## GOAL OF THE EXERCISE
Would you please copy every line from the records that contains the word "skip"?

## INPUT MATERIAL

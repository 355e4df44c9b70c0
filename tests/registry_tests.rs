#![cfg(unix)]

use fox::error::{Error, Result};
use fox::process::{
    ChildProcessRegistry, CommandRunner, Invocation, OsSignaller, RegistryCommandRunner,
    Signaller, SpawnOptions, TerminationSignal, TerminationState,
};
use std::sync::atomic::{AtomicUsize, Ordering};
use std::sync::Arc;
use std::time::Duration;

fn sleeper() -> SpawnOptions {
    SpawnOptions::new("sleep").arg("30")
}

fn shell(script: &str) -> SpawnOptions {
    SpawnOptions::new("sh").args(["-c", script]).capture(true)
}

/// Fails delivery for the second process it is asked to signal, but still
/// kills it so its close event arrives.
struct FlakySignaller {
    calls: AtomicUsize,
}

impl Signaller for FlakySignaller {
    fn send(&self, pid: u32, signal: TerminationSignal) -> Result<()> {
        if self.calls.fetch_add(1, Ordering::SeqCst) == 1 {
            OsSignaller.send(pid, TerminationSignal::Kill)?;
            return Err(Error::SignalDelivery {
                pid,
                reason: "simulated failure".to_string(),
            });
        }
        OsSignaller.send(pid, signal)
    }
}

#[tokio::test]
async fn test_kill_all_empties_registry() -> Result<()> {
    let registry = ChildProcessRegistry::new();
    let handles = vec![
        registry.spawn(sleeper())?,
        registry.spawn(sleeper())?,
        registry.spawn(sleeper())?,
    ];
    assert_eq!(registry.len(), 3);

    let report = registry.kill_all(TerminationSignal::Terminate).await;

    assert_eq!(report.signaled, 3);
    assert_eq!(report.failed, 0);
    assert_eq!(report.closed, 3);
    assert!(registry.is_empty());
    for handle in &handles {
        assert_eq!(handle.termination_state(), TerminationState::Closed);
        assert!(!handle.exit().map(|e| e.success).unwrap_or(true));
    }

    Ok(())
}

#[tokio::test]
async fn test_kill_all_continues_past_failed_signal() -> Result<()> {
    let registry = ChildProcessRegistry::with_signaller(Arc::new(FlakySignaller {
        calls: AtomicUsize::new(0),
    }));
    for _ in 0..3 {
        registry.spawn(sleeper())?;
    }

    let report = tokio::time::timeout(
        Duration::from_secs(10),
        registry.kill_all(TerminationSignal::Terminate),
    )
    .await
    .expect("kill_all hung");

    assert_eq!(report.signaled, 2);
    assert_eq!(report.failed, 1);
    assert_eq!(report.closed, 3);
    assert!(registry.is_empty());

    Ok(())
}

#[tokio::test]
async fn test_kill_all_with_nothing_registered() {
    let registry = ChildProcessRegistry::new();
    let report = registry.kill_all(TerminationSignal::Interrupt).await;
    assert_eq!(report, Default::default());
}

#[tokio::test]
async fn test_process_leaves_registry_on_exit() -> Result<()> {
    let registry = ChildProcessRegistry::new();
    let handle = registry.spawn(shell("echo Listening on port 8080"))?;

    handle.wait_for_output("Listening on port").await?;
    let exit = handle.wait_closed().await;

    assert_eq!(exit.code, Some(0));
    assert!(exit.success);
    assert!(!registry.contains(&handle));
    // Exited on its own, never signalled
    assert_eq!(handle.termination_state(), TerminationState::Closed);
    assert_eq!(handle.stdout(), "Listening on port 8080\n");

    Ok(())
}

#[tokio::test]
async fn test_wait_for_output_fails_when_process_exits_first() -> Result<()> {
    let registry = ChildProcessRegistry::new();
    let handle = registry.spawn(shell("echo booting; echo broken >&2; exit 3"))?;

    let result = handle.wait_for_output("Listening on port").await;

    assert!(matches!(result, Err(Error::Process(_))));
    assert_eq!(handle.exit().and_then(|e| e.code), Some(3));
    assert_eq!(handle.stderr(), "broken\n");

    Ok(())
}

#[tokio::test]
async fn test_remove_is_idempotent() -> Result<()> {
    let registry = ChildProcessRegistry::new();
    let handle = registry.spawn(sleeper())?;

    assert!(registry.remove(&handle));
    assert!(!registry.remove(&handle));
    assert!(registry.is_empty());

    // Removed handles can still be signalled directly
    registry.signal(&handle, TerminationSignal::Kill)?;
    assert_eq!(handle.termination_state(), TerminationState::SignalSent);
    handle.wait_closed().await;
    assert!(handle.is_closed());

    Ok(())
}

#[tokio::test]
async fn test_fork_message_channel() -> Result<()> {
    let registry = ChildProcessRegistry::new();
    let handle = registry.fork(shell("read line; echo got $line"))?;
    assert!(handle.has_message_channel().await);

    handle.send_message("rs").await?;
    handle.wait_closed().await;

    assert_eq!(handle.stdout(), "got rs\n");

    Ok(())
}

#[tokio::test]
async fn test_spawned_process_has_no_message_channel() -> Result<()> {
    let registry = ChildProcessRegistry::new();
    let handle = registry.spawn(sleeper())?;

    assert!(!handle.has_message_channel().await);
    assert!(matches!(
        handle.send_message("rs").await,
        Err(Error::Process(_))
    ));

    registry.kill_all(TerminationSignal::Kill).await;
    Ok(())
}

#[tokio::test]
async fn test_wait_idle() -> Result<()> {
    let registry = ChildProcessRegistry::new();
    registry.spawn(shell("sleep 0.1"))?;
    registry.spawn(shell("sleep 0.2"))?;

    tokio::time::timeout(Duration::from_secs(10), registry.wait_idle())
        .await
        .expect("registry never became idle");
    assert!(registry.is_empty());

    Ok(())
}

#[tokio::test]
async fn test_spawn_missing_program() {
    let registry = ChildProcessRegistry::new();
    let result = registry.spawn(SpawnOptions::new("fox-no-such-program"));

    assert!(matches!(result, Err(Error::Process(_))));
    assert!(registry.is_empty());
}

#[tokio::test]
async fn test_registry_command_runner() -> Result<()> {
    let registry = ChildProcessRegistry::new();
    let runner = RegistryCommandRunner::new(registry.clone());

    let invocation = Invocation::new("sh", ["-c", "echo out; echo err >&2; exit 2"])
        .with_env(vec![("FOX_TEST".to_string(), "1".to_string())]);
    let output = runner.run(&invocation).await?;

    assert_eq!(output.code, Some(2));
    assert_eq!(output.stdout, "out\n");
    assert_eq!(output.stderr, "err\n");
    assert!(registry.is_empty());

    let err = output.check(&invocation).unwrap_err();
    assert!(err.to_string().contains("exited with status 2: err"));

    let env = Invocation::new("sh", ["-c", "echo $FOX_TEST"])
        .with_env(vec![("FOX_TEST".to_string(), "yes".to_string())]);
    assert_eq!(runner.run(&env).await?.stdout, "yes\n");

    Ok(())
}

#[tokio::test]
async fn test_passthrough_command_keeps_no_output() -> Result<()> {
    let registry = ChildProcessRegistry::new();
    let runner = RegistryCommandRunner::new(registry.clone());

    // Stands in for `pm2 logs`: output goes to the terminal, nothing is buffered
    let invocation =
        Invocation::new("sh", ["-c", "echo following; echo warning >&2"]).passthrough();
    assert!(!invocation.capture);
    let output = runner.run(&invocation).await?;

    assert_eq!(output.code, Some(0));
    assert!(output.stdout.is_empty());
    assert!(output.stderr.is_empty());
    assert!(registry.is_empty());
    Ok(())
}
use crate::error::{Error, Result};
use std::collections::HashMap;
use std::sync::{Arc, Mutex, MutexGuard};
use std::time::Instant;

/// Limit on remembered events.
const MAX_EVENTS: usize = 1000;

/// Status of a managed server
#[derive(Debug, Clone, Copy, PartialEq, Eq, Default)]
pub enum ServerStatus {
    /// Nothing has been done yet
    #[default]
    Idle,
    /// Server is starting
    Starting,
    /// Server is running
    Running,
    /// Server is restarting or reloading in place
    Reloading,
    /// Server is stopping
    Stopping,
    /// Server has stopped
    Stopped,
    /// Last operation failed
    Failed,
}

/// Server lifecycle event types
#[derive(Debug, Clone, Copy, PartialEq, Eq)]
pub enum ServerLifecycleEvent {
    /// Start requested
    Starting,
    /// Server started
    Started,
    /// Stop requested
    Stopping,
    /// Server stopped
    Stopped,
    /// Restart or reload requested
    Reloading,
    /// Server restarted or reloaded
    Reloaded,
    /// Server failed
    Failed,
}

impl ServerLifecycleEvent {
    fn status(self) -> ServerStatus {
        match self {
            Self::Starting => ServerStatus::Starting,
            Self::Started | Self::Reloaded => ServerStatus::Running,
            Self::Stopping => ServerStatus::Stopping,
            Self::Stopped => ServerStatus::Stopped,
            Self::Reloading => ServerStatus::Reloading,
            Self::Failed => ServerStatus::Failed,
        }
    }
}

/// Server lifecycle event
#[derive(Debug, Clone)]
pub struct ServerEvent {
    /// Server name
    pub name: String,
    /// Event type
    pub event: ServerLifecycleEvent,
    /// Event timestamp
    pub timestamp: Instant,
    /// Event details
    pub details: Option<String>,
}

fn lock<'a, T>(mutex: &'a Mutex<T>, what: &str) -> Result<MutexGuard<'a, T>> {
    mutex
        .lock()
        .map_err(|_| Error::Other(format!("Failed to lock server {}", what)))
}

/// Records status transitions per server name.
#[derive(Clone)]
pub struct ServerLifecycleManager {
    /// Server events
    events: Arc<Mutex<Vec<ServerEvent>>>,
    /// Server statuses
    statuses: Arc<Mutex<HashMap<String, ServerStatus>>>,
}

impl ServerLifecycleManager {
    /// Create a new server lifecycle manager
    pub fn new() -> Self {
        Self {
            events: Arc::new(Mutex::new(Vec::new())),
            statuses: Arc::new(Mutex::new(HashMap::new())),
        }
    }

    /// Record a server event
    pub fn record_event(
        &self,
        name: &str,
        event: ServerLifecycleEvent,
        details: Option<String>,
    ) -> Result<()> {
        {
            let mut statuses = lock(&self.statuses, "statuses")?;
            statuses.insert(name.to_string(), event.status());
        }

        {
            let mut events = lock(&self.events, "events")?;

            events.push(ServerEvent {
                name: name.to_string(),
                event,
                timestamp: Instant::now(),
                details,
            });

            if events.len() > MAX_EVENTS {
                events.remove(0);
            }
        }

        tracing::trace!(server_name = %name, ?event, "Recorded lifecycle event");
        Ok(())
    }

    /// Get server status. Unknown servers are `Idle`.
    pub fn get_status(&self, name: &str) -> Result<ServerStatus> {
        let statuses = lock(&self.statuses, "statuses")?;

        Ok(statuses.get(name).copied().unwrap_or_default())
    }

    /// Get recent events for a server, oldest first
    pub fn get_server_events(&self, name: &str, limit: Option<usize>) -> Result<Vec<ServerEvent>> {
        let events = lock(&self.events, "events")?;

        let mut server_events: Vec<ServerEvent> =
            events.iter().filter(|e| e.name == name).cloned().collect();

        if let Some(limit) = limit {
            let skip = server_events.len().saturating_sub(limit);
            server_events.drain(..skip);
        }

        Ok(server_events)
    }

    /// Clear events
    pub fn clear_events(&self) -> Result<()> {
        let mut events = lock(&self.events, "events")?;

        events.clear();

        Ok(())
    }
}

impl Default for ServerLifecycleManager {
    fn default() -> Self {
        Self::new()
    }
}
==
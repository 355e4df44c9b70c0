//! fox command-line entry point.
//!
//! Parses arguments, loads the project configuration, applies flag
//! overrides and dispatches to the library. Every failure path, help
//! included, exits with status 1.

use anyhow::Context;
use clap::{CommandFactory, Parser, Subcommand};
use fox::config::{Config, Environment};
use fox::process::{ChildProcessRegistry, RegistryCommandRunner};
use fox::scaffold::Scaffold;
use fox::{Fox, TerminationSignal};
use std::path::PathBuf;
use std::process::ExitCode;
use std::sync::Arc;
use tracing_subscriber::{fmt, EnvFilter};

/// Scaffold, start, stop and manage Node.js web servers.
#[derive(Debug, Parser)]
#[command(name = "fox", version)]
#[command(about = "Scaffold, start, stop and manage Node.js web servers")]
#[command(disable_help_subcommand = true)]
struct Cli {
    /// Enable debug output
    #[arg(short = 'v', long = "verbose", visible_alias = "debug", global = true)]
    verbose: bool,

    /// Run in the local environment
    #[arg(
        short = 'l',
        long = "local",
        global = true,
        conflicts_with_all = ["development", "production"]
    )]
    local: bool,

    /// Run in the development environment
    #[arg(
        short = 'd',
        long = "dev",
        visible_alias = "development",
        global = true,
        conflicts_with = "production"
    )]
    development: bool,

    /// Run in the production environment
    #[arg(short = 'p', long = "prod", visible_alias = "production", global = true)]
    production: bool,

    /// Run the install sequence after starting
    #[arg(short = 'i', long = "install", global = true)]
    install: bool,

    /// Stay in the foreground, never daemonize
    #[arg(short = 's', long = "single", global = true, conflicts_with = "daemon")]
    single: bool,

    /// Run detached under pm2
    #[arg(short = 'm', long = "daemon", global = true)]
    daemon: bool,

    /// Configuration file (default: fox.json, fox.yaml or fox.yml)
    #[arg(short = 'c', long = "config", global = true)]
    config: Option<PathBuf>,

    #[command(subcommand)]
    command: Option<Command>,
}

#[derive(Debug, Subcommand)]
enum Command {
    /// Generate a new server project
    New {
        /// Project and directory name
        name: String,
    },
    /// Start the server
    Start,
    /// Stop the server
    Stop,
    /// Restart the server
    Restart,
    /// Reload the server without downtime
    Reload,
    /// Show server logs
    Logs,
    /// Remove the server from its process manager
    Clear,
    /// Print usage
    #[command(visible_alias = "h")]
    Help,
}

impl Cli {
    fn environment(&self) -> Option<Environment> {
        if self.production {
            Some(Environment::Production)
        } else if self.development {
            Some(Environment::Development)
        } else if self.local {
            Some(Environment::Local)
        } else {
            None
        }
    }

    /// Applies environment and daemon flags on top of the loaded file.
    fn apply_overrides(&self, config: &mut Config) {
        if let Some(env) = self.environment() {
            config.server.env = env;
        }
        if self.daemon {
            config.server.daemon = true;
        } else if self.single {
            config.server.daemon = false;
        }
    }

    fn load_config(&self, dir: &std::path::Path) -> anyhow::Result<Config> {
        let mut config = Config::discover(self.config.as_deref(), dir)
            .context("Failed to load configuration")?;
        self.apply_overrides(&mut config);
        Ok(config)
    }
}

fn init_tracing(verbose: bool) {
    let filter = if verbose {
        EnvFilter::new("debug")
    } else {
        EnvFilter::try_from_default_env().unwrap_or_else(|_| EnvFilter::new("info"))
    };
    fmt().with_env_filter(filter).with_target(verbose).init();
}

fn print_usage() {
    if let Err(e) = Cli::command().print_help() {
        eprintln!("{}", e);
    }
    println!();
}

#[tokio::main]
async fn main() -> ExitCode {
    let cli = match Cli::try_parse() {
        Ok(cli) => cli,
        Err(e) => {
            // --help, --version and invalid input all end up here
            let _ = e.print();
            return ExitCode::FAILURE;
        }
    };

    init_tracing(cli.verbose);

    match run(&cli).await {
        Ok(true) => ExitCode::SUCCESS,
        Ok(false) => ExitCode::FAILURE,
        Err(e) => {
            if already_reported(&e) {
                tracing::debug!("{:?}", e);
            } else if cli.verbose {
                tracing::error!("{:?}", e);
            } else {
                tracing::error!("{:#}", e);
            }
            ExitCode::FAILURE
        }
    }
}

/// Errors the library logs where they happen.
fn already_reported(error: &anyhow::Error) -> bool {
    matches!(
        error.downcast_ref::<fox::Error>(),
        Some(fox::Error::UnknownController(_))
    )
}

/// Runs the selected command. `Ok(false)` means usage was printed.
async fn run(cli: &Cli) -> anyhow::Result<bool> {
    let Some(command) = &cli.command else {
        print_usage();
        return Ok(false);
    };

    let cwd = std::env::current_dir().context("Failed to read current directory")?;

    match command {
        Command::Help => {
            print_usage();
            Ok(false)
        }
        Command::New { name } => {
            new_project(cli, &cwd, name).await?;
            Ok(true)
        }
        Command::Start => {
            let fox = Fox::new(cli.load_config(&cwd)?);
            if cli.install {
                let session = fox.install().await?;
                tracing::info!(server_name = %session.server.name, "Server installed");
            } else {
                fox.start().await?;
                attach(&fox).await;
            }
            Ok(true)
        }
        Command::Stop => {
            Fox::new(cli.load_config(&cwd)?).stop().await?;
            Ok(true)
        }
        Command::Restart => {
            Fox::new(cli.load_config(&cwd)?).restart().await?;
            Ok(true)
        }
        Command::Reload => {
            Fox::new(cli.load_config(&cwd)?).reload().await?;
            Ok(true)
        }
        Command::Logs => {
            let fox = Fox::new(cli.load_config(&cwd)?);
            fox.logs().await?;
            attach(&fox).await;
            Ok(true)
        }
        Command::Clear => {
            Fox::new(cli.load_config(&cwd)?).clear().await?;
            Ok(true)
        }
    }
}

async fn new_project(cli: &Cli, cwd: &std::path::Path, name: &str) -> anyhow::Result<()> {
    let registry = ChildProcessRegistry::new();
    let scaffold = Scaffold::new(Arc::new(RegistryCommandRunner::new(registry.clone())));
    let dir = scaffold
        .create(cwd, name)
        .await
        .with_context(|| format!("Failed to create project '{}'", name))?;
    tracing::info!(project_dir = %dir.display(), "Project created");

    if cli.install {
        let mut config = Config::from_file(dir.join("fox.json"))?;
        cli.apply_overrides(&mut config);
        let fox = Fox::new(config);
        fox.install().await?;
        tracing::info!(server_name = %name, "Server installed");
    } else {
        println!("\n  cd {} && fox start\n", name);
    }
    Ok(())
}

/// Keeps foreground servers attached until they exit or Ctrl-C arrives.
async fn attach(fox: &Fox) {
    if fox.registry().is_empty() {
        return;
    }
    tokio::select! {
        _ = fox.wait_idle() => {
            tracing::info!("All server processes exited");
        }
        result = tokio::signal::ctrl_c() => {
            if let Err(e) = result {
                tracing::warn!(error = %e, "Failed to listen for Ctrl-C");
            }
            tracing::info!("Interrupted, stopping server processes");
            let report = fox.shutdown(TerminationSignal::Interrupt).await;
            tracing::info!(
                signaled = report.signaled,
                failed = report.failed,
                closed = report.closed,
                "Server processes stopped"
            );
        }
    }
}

## ANSWER SECTION
            let skip = server_events.len().saturating_sub(limit);
            server_events.drain(..skip);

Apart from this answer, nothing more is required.